Con una mirada libidinosa se mordió el interior de su mejilla sin despegar la mirada verde de la plateada, en un rápido deslizamiento llevó sus manos de las rodillas del rubio hasta el cinturón que antes de poder siquiera decir "Hogwarts" se lo había deshebillado y abierto de par en par.

Con una inhalación se colocó entre las piernas que estaban a su disposición en toda su comodidad. El suculento miembro yacía semi-erguido frente a él, tan imponerte que se le antojó, realmente esos impresionantes 26 centímetros habían estado en su interior que se le hacía agua la boca, con una sonrisita y mirada absorta le echó aire, erizándole los vellos de la nuca al ojigris, que por nada del mundo scedería y daría su mejor lucha.

Sin preámbulos ni ceremonias se lo hecho a la boca maravillándose por su sabor, tan masculino y con un tenue aroma a jabón, seguro apenas había tomado una ducha "con razón luce tan fresco" pensó dando la primera succión, provocando un leve espasmo en el rubio que dejó ir.

Con un lento movimiento de su boca descendió por toda su longitud, probando que tan profundo podía ir "maldición, demasiado profundo" pensó Draco comenzando a sentir esa placentero movimiento. Luego regresó a la primera posición para dedicarse a lamer la cabeza del falo, con gula "mmm… una paleta de Draco Malfoy" pensó excitado par ser secundado por su mano derecha moviéndose de forma ascendente y descendente por toda esa extremidad.

Con hábil movimiento lamía y succionaba una y otra vez en movimientos circulares, llenándose del sabor de su sensible piel, sintiendo que a cada movimiento ganaba fuerza y grosor, su amigo esta correspondiendo sus caricias y ya iba siendo hora de aumentar el movimiento, continuó pasando su lengua de arriba hacia abajo; comenzó a chupar sus testículos, moviendo más rápido su mano, siendo recompensado por tenues gemidos reprimidos por el rubio y una que otra maldición en francés.
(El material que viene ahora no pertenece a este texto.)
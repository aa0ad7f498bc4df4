//! Runtime configuration utilities for parl-discourse.

use std::{
    env,
    path::{Path, PathBuf},
    str::FromStr,
};

use anyhow::Context;
use serde::Deserialize;

/// Application configuration resolved from `.env` and defaults.
#[derive(Debug, Clone, Deserialize)]
pub struct Settings {
    /// Root folder for speech tables and model artefacts.
    pub data_dir: PathBuf,
    /// Root folder for analytic outputs.
    pub outputs_dir: PathBuf,
    /// Number of topics in the trained model.
    pub n_topics: usize,
    /// Index of the "Migration / Asylum" topic.
    pub migration_topic_id: usize,
    /// Minimum topic probability for a speech to count as a migration speech.
    pub migration_threshold: f32,
    /// Legislative periods kept by the period filter.
    pub keep_periods: Vec<i64>,
    /// Percentile cut-off for generic opening sentences.
    pub greeting_percentile: f64,
    /// Percentile cut-off for generic closing sentences.
    pub ending_percentile: f64,
    /// Name of the embedding column (and fastembed model when enabled).
    pub embedding_model: String,
}

impl Settings {
    /// Load configuration from environment with reasonable defaults.
    pub fn load() -> anyhow::Result<Self> {
        dotenvy::dotenv().ok();
        let data_dir = env::var("DATA_DIR")
            .map(PathBuf::from)
            .unwrap_or_else(|_| PathBuf::from("./data"));
        let outputs_dir = env::var("OUTPUTS_DIR")
            .map(PathBuf::from)
            .unwrap_or_else(|_| PathBuf::from("./outputs"));
        let keep_periods = match env::var("KEEP_PERIODS") {
            Ok(raw) => parse_list(&raw).context("parsing KEEP_PERIODS")?,
            Err(_) => vec![8, 9],
        };
        let embedding_model = env::var("EMBEDDING_MODEL")
            .unwrap_or_else(|_| "google/embeddinggemma-300m".to_string());

        std::fs::create_dir_all(&data_dir).context("creating data dir")?;
        std::fs::create_dir_all(&outputs_dir).context("creating outputs dir")?;

        Ok(Self {
            data_dir,
            outputs_dir,
            n_topics: env_or("N_TOPICS", 30),
            migration_topic_id: env_or("MIGRATION_TOPIC_ID", 19),
            migration_threshold: env_or("MIGRATION_THRESHOLD", 0.25),
            keep_periods,
            greeting_percentile: env_or("GREETING_PERCENTILE", 6.2),
            ending_percentile: env_or("ENDING_PERCENTILE", 4.2),
            embedding_model,
        })
    }

    /// Convenience helper for derived path segments.
    pub fn join_data<P: AsRef<Path>>(&self, path: P) -> PathBuf {
        self.data_dir.join(path)
    }

    /// Convenience helper for derived output path segments.
    pub fn join_output<P: AsRef<Path>>(&self, path: P) -> PathBuf {
        self.outputs_dir.join(path)
    }

    /// Translated speeches, the pipeline input.
    pub fn translated_speeches(&self) -> PathBuf {
        self.join_data("intermed/speech_translated.parquet")
    }

    /// All cleaned speeches with topic probabilities.
    pub fn all_speeches(&self) -> PathBuf {
        self.join_data("final/full.parquet")
    }

    /// Cleaned speeches above the migration threshold.
    pub fn migration_speeches(&self) -> PathBuf {
        self.join_data("final/migration.parquet")
    }

    /// Migration speeches with an embedding column attached.
    pub fn migration_embedded(&self) -> PathBuf {
        self.join_data("final/migration_with_embeddings.parquet")
    }

    /// Vocabulary of the migration speeches with embeddings.
    pub fn vocab_embedded(&self) -> PathBuf {
        self.join_data("final/vocab_embeddings.parquet")
    }

    /// Trained topic model artefact.
    pub fn topic_model(&self) -> PathBuf {
        self.join_data("lda/final_model/model.json")
    }

    /// Bag-of-words corpus aligned with the cleaned speech table.
    pub fn topic_corpus(&self) -> PathBuf {
        self.join_data("lda/corpus_final.mm")
    }
}

fn env_or<T: FromStr>(key: &str, default: T) -> T {
    env::var(key)
        .ok()
        .and_then(|v| v.parse().ok())
        .unwrap_or(default)
}

fn parse_list(raw: &str) -> anyhow::Result<Vec<i64>> {
    raw.split(',')
        .map(str::trim)
        .filter(|s| !s.is_empty())
        .map(|s| s.parse::<i64>().with_context(|| format!("invalid period {s:?}")))
        .collect()
}
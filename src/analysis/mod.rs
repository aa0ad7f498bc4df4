//! Embedding analysis: aggregation, supervised projection and group metrics.

pub mod aggregate;
pub mod axes;
pub mod clustering;
pub mod pcr;
pub mod pls;
pub mod predictive;
pub mod similarity;

use std::collections::BTreeSet;

/// Sorted class names and the class index of every label.
pub fn encode_labels<S: AsRef<str>>(labels: &[S]) -> (Vec<String>, Vec<usize>) {
    let classes: Vec<String> = labels
        .iter()
        .map(|l| l.as_ref().to_string())
        .collect::<BTreeSet<_>>()
        .into_iter()
        .collect();
    let codes = labels
        .iter()
        .map(|l| {
            classes
                .binary_search_by(|c| c.as_str().cmp(l.as_ref()))
                .unwrap_or_default()
        })
        .collect();
    (classes, codes)
}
-Foutre… merde- exclamó cerrando los ojos tapándose la boca con una mano y con la otra se aferró a su mullido sillón.

Harry sonrió burlón, lo tenía donde quería, no podía engañarse mas y pensar que no lo estaba disfrutando, puesto que su compañero de abajo estaba más que atento a las atenciones que le dedicaba y comenzaba a manar ese apetitoso liquido pre seminal que no dudó en probar. Aquella esencia tan amarga era exquisita y quería seguir probando.

Con todos sus esfuerzos y deleite, lo introdujo hasta su garganta una y otra vez, en un candente movimiento que no disminuyó ni un segundo, simplemente lo avivaba en compañía de su lengua, que realizaba círculos a su alrededor, enloqueciendo al rubio, cuyos gemidos eran más audibles.

-Par les so-soirs… bleus d'été… mmm… j'irai dans les sentiers, ¡ohh joder!…-el azabache se sorprendió, parecía que estaba recitando un poema o algo así, se oía tan sensual en sus labios, con su voz entrecortada y sus ojos cerrados, sus labios enrojecidos por tanto reprimir lo inevitable, los espasmos que recorrían su hermoso cuerpo, todo eso lo motivaba- Je ne parlerai pas… je ne pe-penserai rien… Mais… l'amour infini… me montera dans l'âme… ¡ahhh!- gimió sintiendo su cumbre llegar y maldiciendo todo su ser por dejarse llevar por la puta lengua del salvador del mundo mágico y su lengua de perdición -¡malédiction!- con un gruñido gutural esparció su semilla en la boca del ojiesmeralda, quien se tomó hasta la última gota de ese exquisito manjar.

La respiración irregular y el latir de su corazón a mil por hora por el placer sin par que experimentó, le enloquecía y más aun cuando segundos después escuchó con claridad el sonido de su alarma indicando que los 8 minutos habían pasado "maldición! Jamás me había venido tan rápido! Joder!" pensó un poco avergonzado, ¿de qué estaba hecho ese maldito bobalicón tan sexy?

-Entonces… ¿la mejor mamada de tu vida?- preguntó el de lentes sentándose a su lado, mientras relamía sus dedos con una picara mirada que le hizo sonreír.

-Podrida ser…-

*~"*"~*~"*"~*~"*"~*~"*"~*~"*"~*~"*"~*~"*"~*~"*"~*~"*"~*~"*"~*~"*"~*~"*"~*

"Tantos bocadillos que probar y yo aquí con el mismo pastelillo" pensaba tamborileando sus dedos.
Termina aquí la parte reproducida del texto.